+++ Data to process

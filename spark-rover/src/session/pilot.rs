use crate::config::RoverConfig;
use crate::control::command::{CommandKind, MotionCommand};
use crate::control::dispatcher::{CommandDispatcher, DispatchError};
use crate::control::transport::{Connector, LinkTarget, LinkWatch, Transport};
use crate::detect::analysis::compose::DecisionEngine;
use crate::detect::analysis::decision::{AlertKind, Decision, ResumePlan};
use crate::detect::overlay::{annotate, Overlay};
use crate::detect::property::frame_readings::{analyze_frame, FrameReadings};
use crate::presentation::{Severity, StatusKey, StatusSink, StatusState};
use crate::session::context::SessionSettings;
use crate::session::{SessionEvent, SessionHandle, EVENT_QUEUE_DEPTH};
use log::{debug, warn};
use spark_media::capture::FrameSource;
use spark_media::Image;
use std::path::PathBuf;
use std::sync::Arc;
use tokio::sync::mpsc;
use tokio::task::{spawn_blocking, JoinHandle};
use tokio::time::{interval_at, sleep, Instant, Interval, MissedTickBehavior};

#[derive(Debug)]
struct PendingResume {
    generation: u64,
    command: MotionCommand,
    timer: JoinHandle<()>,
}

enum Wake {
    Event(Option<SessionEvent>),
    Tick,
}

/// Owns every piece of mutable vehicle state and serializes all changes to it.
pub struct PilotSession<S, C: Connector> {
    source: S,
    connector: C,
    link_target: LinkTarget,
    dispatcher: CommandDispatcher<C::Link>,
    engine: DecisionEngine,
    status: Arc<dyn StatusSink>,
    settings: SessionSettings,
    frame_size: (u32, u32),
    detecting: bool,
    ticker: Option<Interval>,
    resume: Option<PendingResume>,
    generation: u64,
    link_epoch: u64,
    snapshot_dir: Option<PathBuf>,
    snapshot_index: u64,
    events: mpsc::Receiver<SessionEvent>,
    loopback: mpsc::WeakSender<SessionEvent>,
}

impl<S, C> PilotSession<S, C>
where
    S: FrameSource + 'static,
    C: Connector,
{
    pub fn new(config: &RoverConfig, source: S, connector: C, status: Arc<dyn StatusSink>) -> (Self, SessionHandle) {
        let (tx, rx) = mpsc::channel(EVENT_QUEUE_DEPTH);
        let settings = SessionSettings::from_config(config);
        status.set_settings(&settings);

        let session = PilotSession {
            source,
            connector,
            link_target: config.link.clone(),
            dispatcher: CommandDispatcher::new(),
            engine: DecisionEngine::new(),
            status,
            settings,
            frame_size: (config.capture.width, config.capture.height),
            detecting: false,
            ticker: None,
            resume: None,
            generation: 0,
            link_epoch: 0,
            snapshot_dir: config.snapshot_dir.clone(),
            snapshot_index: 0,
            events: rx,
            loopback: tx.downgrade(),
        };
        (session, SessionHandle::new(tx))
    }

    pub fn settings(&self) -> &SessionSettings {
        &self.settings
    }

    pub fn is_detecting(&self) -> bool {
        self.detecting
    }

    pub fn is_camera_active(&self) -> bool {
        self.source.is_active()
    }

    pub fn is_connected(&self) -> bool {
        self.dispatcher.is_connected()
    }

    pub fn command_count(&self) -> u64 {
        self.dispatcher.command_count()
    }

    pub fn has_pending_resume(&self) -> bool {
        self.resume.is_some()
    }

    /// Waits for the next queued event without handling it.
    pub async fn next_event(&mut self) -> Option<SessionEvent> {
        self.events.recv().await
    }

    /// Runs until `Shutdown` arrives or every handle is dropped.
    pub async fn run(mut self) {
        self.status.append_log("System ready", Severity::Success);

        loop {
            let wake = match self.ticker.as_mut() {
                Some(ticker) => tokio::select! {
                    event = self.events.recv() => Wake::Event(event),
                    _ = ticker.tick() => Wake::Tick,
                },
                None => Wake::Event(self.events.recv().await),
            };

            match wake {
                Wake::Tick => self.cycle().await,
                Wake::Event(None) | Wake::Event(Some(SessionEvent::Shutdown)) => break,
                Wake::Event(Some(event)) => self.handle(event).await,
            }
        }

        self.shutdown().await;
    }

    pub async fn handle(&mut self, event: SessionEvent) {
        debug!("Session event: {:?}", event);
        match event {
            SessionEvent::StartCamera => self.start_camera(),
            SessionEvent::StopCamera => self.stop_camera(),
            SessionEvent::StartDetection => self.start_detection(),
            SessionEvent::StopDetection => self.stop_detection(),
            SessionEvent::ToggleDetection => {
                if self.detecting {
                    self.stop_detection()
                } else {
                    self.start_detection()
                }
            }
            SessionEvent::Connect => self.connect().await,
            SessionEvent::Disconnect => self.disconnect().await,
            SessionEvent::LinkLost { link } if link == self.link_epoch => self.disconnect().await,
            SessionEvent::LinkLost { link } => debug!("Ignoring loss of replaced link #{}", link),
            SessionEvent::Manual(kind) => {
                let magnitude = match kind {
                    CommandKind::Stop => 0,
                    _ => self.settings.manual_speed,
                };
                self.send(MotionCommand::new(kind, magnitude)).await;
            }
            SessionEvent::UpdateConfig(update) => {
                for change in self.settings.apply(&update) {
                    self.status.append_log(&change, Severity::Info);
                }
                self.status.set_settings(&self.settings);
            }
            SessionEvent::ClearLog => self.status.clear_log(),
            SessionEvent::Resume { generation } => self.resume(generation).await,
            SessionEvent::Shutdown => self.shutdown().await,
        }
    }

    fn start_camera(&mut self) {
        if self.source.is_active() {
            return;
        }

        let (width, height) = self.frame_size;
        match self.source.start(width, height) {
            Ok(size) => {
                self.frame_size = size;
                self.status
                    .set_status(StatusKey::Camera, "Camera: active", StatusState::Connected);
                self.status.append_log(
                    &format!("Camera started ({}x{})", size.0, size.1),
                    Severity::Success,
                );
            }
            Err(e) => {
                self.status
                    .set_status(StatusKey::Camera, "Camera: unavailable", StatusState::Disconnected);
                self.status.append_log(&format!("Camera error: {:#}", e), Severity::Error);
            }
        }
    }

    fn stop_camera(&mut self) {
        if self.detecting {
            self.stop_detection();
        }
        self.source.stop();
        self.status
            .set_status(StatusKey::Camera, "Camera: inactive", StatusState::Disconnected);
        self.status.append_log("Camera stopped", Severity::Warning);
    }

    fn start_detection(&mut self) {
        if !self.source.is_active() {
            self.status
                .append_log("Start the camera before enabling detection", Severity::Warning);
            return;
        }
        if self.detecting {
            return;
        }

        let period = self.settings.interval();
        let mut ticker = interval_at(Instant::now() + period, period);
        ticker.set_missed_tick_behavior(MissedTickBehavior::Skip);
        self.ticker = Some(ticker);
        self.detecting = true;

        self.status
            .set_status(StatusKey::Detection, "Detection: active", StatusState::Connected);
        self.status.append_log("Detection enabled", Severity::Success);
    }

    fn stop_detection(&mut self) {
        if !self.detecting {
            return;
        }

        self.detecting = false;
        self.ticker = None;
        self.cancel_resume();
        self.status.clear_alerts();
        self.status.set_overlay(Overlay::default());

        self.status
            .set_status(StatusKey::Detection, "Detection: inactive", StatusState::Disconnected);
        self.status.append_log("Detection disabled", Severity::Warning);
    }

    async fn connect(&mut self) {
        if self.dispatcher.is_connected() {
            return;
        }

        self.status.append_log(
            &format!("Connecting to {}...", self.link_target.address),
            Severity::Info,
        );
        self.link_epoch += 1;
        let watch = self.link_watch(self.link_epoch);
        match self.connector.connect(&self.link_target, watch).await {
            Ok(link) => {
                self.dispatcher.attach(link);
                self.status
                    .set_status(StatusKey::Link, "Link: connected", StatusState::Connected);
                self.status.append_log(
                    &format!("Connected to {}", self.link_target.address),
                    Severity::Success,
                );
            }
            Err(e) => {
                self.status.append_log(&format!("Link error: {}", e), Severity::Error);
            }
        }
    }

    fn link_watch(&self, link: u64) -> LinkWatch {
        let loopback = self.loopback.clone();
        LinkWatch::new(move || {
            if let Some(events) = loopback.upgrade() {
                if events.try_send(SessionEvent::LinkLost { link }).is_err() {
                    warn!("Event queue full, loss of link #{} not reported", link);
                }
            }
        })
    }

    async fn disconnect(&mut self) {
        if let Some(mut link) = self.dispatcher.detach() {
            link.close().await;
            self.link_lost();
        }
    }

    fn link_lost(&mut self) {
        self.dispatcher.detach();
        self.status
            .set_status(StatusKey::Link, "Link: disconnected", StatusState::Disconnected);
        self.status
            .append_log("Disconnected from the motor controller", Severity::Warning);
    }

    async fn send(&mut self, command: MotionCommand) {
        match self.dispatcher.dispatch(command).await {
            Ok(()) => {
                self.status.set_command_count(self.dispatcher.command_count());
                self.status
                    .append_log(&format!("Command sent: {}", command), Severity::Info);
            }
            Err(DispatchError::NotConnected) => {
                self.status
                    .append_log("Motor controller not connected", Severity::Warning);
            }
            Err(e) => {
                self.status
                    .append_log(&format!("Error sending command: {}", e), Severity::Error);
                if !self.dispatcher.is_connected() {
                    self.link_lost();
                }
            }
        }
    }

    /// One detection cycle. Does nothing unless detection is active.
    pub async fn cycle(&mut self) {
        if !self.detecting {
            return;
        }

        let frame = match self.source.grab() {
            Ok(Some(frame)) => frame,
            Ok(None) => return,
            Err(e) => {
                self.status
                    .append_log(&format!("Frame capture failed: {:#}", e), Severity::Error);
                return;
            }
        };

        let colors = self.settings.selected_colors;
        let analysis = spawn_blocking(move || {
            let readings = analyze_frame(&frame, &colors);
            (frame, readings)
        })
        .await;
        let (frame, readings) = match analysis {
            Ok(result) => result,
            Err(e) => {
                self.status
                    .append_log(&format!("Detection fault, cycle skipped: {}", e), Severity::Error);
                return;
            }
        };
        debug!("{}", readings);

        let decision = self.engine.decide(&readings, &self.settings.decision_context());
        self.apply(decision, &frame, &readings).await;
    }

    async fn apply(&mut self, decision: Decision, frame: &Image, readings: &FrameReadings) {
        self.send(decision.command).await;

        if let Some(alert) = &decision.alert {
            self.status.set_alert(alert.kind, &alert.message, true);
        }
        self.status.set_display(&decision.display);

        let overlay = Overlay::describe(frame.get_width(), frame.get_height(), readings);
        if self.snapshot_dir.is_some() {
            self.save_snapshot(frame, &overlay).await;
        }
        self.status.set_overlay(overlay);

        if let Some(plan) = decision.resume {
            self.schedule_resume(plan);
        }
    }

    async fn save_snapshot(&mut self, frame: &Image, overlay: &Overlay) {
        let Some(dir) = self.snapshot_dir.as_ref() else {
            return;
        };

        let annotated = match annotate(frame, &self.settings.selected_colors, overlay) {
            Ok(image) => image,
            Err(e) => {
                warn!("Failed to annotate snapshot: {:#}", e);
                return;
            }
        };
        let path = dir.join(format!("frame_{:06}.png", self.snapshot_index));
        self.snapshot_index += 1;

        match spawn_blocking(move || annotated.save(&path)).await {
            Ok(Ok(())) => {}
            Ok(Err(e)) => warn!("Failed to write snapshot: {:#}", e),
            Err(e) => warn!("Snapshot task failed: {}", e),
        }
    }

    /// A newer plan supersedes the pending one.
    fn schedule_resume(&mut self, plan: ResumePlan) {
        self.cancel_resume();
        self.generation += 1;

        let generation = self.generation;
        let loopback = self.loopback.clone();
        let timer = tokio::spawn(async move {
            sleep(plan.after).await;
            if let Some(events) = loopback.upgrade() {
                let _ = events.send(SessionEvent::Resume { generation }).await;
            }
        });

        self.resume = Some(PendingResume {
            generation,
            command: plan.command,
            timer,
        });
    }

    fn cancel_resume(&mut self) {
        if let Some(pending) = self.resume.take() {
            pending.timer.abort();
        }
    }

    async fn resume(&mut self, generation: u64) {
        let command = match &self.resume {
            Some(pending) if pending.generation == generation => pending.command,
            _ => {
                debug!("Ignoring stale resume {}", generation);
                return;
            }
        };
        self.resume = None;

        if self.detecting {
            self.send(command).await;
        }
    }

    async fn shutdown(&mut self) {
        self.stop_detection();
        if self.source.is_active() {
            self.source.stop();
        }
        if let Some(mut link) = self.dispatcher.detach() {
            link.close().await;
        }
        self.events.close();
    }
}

++++++
+++ Data to process

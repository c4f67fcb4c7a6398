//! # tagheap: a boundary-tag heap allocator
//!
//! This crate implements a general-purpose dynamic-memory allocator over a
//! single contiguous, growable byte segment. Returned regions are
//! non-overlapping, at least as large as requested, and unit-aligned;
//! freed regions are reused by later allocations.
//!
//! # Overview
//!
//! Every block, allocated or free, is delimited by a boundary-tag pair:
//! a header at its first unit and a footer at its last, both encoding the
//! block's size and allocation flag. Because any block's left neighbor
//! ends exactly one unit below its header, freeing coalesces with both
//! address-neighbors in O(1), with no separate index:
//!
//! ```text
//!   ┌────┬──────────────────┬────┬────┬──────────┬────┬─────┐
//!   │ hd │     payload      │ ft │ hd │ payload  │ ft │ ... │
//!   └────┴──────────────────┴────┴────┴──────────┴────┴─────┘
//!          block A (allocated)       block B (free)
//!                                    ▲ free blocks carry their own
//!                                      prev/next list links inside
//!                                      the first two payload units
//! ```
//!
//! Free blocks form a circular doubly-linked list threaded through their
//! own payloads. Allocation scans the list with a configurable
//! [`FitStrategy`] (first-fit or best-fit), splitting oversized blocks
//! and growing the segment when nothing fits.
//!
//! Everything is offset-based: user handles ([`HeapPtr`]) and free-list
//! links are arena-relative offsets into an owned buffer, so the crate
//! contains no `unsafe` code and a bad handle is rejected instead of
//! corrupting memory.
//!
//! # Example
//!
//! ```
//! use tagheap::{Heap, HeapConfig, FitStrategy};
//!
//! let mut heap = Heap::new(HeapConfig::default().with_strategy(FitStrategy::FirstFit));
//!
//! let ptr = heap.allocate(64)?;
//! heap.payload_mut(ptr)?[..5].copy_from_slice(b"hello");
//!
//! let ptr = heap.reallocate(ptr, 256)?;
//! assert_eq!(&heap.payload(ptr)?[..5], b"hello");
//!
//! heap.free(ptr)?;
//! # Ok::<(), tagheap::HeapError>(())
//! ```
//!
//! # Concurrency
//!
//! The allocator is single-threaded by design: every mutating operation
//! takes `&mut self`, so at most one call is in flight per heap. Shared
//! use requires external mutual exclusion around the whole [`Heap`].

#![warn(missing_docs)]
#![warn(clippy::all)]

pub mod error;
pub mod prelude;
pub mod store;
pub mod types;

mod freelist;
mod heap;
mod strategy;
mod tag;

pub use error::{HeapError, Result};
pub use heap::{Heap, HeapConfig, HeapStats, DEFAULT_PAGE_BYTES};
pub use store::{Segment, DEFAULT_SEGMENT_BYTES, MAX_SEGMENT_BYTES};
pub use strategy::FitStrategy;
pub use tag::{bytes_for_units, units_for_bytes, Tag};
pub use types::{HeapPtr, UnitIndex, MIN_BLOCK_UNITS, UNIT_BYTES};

++++++

### Exercise goal
For this exercise, gather every line of the data that contains the word "store".

### Response below
pub mod store;
pub use store::{Segment, DEFAULT_SEGMENT_BYTES, MAX_SEGMENT_BYTES};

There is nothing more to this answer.